Magnesium – Magnesium helps to manage the contraction and relaxation of the muscles which can help with cramping. It also plays a role in ATP production, which is an energy source and can help with sleep by relaxing the nervous system. Magnesium Malate and Glycinate are the better types as they are absorbed better. I take Malate after a workout and Glycinate before bed. I like the AOR brand for these. Play around with dosage and see what works for you. Start at 1-2 capsules twice per day.

Curcumin – This is a great anti-inflammatory and I take it religiously, I usually increase the dose if I’ve had a particularly hard workout. Read Michelle’s article all about the benefits. I like the Thorne product called Meriva. Take 2 capsules after a workout and see how you feel.

That is my list of basics that you can explore and see what works for you. There are others that you may need but as I said above, follow the protocols in my last article to see what works for you.

 

PERFORMANCE

These next few supplements are aimed at increasing performance in the gym.

Creatine – This has been associated with strength gains for years. It is probably the safest supplement out there and can be taken daily. Many products suggest loading phases but 5g per day taken at any time is fine. I like the Blonyx HMB+ Creatine product

Beta Alanine – If you have taken a pre-workout and felt your skin tingling, it is likely it had Beta – Alanine in it. I don’t like a mixed pre-workout, they don’t sit well in my stomach and are usually full of sugars. Beta-Alanine is taken before a workout and can help you gain a few extra reps by buffering the lactic acid and delaying the onset of fatigue. It basically can help to delay that burning feeling. I have used the Poliquin product for a long time. It isn’t easy to get in Canada so I recommend the Bloynx product which I will be trying next. I haven’t used this before but I have heard good reviews and it is a clean and plain form.

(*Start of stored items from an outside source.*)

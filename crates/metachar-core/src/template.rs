//! # D&D 5e Template
//!
//! Starter sheet for a first-level Dungeons & Dragons 5th edition character:
//! biography, ability scores, saving throws, combat, two pages of skills,
//! spells and additional traits. Page colours follow the viridis palette.

use crate::{ButtonLabel, MetaCharError, NodeId, PageId, Rgb, Sheet, StatNode};

const ABILITY_HEADER_DESC: &str = "These scores are rarely used by themselves, but are used for calculating other roll modifiers.  Ability scores indicate things like how smart or strong your character is overall, and your proficiency bonus indicates just how good they are at their particular skills.\n\nAfter an ability score, an automatically-calculated roll modifier is listed in parentheses.  Ability scores are the sum of a number you choose at character creation, any racial modifiers, and any increases gained at certain levels.\n\nThe proficiency bonus is dependent only on character level.";

const SAVING_THROW_DESC: &str = "These are rolls you make to keep something bad from happening to you.  The DM will tell you if you need to make a saving throw.  Roll 1d20 and add the indicated modifier.\n\nWhen you make your character sheet, edit the appropriate saving throws, adding your proficiency bonus using \"Add existing stat\".";

const SKILL_PAGE_DESC: &str = "Skills pertain to various activities you might attempt out of combat.  Roll 1d20 and add the appropriate modifier to make a skill check.\n\nWhen making your character sheet, be sure to add your proficiency bonus to any skills in which you are proficient, using \"Add existing stat\".  Your class and background determine skill proficiencies.";

/// The six ability bars, in sheet order.
struct Abilities {
    strength: NodeId,
    dexterity: NodeId,
    constitution: NodeId,
    intelligence: NodeId,
    wisdom: NodeId,
    charisma: NodeId,
}

/// Build the D&D 5e starter sheet.
pub fn dnd5e() -> Result<Sheet, MetaCharError> {
    let mut sheet = Sheet::new();

    let bio = PageId(0);
    sheet.set_page_color(bio, Rgb::new(0.992, 0.906, 0.145))?;
    bio_page(&mut sheet, bio)?;

    let page = next_page(&mut sheet, Rgb::new(0.624, 0.855, 0.227))?;
    let (abilities, prof) = ability_page(&mut sheet, page)?;

    let page = next_page(&mut sheet, Rgb::new(0.29, 0.757, 0.427))?;
    saving_throw_page(&mut sheet, page, &abilities)?;

    let page = next_page(&mut sheet, Rgb::new(0.122, 0.631, 0.529))?;
    combat_page(&mut sheet, page, &abilities, prof)?;

    let page = next_page(&mut sheet, Rgb::new(0.153, 0.498, 0.557))?;
    skill_page(&mut sheet, page, "Skills page 1", &first_skills(&abilities))?;

    let page = next_page(&mut sheet, Rgb::new(0.212, 0.361, 0.553))?;
    skill_page(&mut sheet, page, "Skills page 2", &second_skills(&abilities))?;

    let page = next_page(&mut sheet, Rgb::new(0.275, 0.2, 0.494))?;
    spell_page(&mut sheet, page, abilities.charisma, prof)?;

    let page = next_page(&mut sheet, Rgb::new(0.267, 0.004, 0.329))?;
    sheet.create_node(
        page,
        StatNode::plain("Additional traits", "Anything else not already covered.").full_width(),
    )?;
    sheet.create_node(
        page,
        StatNode::text("Being awesome", "blah blah blah", "General awesomeness"),
    )?;

    Ok(sheet)
}

fn next_page(sheet: &mut Sheet, color: Rgb) -> Result<PageId, MetaCharError> {
    let page = sheet.add_page();
    sheet.set_page_color(page, color)?;
    Ok(page)
}

fn bio_page(sheet: &mut Sheet, page: PageId) -> Result<(), MetaCharError> {
    let nodes = [
        StatNode::text("Name", "Name of the character", "Sample Exampleson"),
        StatNode::text(
            "Race",
            "Human, elf, dwarf, halfling, etc., including subraces.",
            "Human",
        ),
        StatNode::simple("Level", "Overall level for your character", 1),
        StatNode::text(
            "Class",
            "Like, are you a figher or a wizard or a bard or what?",
            "Toilet mage",
        ),
        StatNode::text(
            "Specialization",
            "Most classes have two or more options to choose from at an early level.",
            "",
        ),
        StatNode::text(
            "Background",
            "Who you were before you were an adventurer, or what you do now when you aren't adventuring.  Comes with a couple skill proficiencies and other perks.",
            "Sailor",
        ),
        StatNode::text(
            "Languages known",
            "Various races have their own languages that they speak.  Your character might know some of them depending on race, class, and background.",
            "Common",
        ),
        StatNode::plain(
            "Biography",
            "Fill in any extra info here.  You may also wish to add boxes for alignment, ideals, bonds, and flaws.",
        )
        .full_width(),
    ];
    for node in nodes {
        sheet.create_node(page, node)?;
    }
    Ok(())
}

fn ability_page(sheet: &mut Sheet, page: PageId) -> Result<(Abilities, NodeId), MetaCharError> {
    sheet.create_node(
        page,
        StatNode::plain("Ability Scores and Proficiency Bonus", ABILITY_HEADER_DESC).full_width(),
    )?;

    let mut ability = |short: &str, long: &str| -> Result<NodeId, MetaCharError> {
        let lower = long.to_lowercase();
        let id = sheet.create_node(
            page,
            StatNode::ability(
                short,
                format!(
                    "{long}.  To make a {lower} check, roll 1d20 and add the number in parentheses."
                ),
                Vec::new(),
            ),
        )?;
        sheet.add_owned_child(
            id,
            StatNode::simple(
                format!("Level 1 base {short}"),
                "Number you selected at level 1.",
                10,
            ),
        )?;
        sheet.add_owned_child(
            id,
            StatNode::simple("Human", format!("Human racial modifier to {lower}."), 1).signed(),
        )?;
        Ok(id)
    };

    let abilities = Abilities {
        strength: ability("STR", "Strength")?,
        dexterity: ability("DEX", "Dexterity")?,
        constitution: ability("CON", "Constitution")?,
        intelligence: ability("INT", "Intelligence")?,
        wisdom: ability("WIS", "Wisdom")?,
        charisma: ability("CHA", "Charisma")?,
    };

    let prof = sheet.create_node(
        page,
        StatNode::simple(
            "Proficiency bonus",
            "Added to d20 rolls where you are proficient in a skill, weapon, or save.  Increases at certain levels.",
            2,
        )
        .signed()
        .for_calc(),
    )?;

    Ok((abilities, prof))
}

fn saving_throw_page(
    sheet: &mut Sheet,
    page: PageId,
    abilities: &Abilities,
) -> Result<(), MetaCharError> {
    sheet.create_node(
        page,
        StatNode::plain("Saving throws", SAVING_THROW_DESC).full_width(),
    )?;

    let saves = [
        ("STR", "strength", abilities.strength),
        ("DEX", "dexterity", abilities.dexterity),
        ("CON", "constitution", abilities.constitution),
        ("INT", "intelligence", abilities.intelligence),
        ("WIS", "wisdom", abilities.wisdom),
        ("CHA", "charisma", abilities.charisma),
    ];
    for (short, long, ability) in saves {
        sheet.create_node(
            page,
            StatNode::sum(
                format!("{short} save"),
                format!("Roll modifier for {long} saving throw."),
                vec![ability],
            )
            .signed(),
        )?;
    }

    sheet.create_node(
        page,
        StatNode::counter(
            "Death save successes",
            "If you are dying, roll a d20 at the beginning of your turn.  10 or higher counts as a success.  If you get three successes, you are no longer dying.",
            0,
        ),
    )?;
    sheet.create_node(
        page,
        StatNode::counter(
            "Death save failures",
            "If you are dying, roll a d20 at the beginning of your turn.  9 or lower counts as a failure (1 as two failures).  If you get three failures, you are dead.",
            0,
        ),
    )?;
    Ok(())
}

fn combat_page(
    sheet: &mut Sheet,
    page: PageId,
    abilities: &Abilities,
    prof: NodeId,
) -> Result<(), MetaCharError> {
    let max_hp = sheet.create_node(
        page,
        StatNode::sum(
            "Max. hit points",
            "This value increases with each level according to class.  Add your CON bonus with \"Add existing stat\"; HP increases retroactively with CON increase.",
            vec![abilities.constitution],
        ),
    )?;
    sheet.add_owned_child(
        max_hp,
        StatNode::simple("Level 1 base hp", "Base hit points at level 1 for wizard.", 6),
    )?;

    sheet.create_node(
        page,
        StatNode::counter(
            "Current hit points",
            "If this gets down to zero, you are dying.",
            6,
        ),
    )?;
    sheet.create_node(
        page,
        StatNode::text(
            "Hit dice",
            "These are the dice you use to regain hit points when you rest.  Your class determines this.",
            "1d6",
        ),
    )?;

    let armor = sheet.create_node(
        page,
        StatNode::sum(
            "Armor class",
            "The higher it is, the harder you are to hit.  Check the type of armor you are wearing to see if your dexterity bonus should be added.",
            vec![abilities.dexterity],
        ),
    )?;
    sheet.add_owned_child(
        armor,
        StatNode::simple("Padded", "Armor class of padded armor.", 11),
    )?;

    let attacks = [
        (
            "Initiative",
            "Determines combat order.  Generally just your dexterity modifier.\n\nRoll 1d20 and add the modifier.",
            vec![abilities.dexterity],
        ),
        (
            "Melee attack mod.",
            "When attacking with a melee weapon, add this modifier to a 1d20 roll to determine if you hit.  Also use this modifier for attacks with a finesse weapon if your strength is better than your dexterity.  Remove the proficiency bonus if using a weapon in which you are not proficient.",
            vec![abilities.strength, prof],
        ),
        (
            "Melee damage mod.",
            "When attacking with a melee weapon, add this modifier to the damage dice for the weapon.  Also use this modifier for damage from a finesse weapon if your strength is better than your dexterity.",
            vec![abilities.strength],
        ),
        (
            "Ranged attack mod.",
            "When attacking with a ranged weapon, add this modifier to a 1d20 roll to determine if you hit.  Also use this modifier for attacks with a finesse weapon if your dexterity is better than your strength.  Remove the proficiency bonus if using a weapon in which you are not proficient.",
            vec![abilities.dexterity, prof],
        ),
        (
            "Ranged damage mod.",
            "When attacking with a melee weapon, add this modifier to the damage dice for the weapon.  Also use this modifier for damage from a finesse weapon if your dexterity is better than your strength.",
            vec![abilities.dexterity],
        ),
    ];
    for (name, description, refs) in attacks {
        sheet.create_node(page, StatNode::sum(name, description, refs).signed())?;
    }
    Ok(())
}

fn first_skills(a: &Abilities) -> [(&'static str, &'static str, NodeId); 9] {
    [
        ("Acrobatics", "n", a.dexterity),
        ("Animal handling", "n", a.wisdom),
        ("Arcana", "n", a.intelligence),
        ("Athletics", "n", a.strength),
        ("Deception", "", a.charisma),
        ("History", "", a.intelligence),
        ("Insight", "n", a.wisdom),
        ("Intimidation", "n", a.charisma),
        ("Investigation", "n", a.intelligence),
    ]
}

fn second_skills(a: &Abilities) -> [(&'static str, &'static str, NodeId); 9] {
    [
        ("Medicine", "", a.wisdom),
        ("Nature", "", a.intelligence),
        ("Perception", "", a.wisdom),
        ("Performance", "", a.charisma),
        ("Persuasion", "", a.charisma),
        ("Religion", "", a.intelligence),
        ("Sleight of Hand", "", a.dexterity),
        ("Stealth", "", a.dexterity),
        ("Survival", "", a.wisdom),
    ]
}

/// A header bar followed by one signed sum per skill.
///
/// Each skill is `(name, article suffix, ability)`; the suffix turns "a"
/// into "an" in the description.
fn skill_page(
    sheet: &mut Sheet,
    page: PageId,
    header: &str,
    skills: &[(&str, &str, NodeId)],
) -> Result<(), MetaCharError> {
    sheet.create_node(page, StatNode::plain(header, SKILL_PAGE_DESC).full_width())?;
    for (name, article, ability) in skills {
        let description = format!(
            "Roll 1d20 and add this modifier to make a{article} {} check.",
            name.to_lowercase()
        );
        sheet.create_node(
            page,
            StatNode::sum(*name, description, vec![*ability]).signed(),
        )?;
    }
    Ok(())
}

fn spell_page(
    sheet: &mut Sheet,
    page: PageId,
    casting: NodeId,
    prof: NodeId,
) -> Result<(), MetaCharError> {
    sheet.create_node(
        page,
        StatNode::plain(
            "Spells",
            "This page contains stats pertaining to spells, as well as examples of how you can store spell descriptions in rows of buttons.",
        )
        .full_width(),
    )?;
    sheet.create_node(
        page,
        StatNode::sum(
            "Spell attack mod.",
            "When using a spell where you roll to hit, add this modifier to a 1d20 roll to determine if you hit.  This will use either your INT, WIS, or CHA modifier depending on class.",
            vec![casting, prof],
        )
        .signed(),
    )?;

    let save_dc = sheet.create_node(
        page,
        StatNode::sum(
            "Spell save DC",
            "If a target of one of your spells must make a saving throw to avoid negative effects from the spell, this is the number they are trying to beat.  It is calculated with INT, WIS, or CHA depending on your class.",
            vec![casting, prof],
        ),
    )?;
    sheet.add_owned_child(
        save_dc,
        StatNode::simple("Base spell save DC", "This is always 8.", 8),
    )?;

    sheet.create_node(
        page,
        StatNode::counter(
            "Level 1 spell slots",
            "This is how many level 1 spells you can cast before you need a rest.",
            3,
        ),
    )?;
    sheet.create_node(
        page,
        StatNode::counter(
            "Level 2 spell slots",
            "This is how many level 2 spells you can cast before you need a rest.",
            1,
        ),
    )?;
    sheet.create_node(
        page,
        StatNode::text(
            "Plunger ray",
            "Here you would put a more detailed description of this spell.",
            "2d6 damage",
        ),
    )?;
    sheet.create_node(
        page,
        StatNode::three_buttons(
            "Some spell",
            "Spell description",
            ButtonLabel::new("Another spell", "Spell description"),
            ButtonLabel::new("A third spell", "Spell description"),
        ),
    )?;
    Ok(())
}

Protein and Carbs – Depending on how long you are training for, it may be a requirement to have intra-workout or post-workout nutrition. I use a Whey Protein Isolate and add carbs in the form of Non-GMO dextrose. This is not required but it is an easy way to get a good source of protein and carbs in during or after a workout. There are a lot of varieties out there, I like Real Food dextrose and Kaizen Naturals Whey Isolate.

These are the supplements I have the most benefit from over the last few years. I’m not saying you need to try any of them. Have a look at the product, look at the benefits and if you feel that is something you need, then give it a go. I’m also not paid or sponsored by any of these, I have bought them and used them based on the effects I require.

It’s important to remember that NONE of these will change a bad diet nor will they improve your performance in the gym, without hard work and consistency. They are a supplement and not a foundation.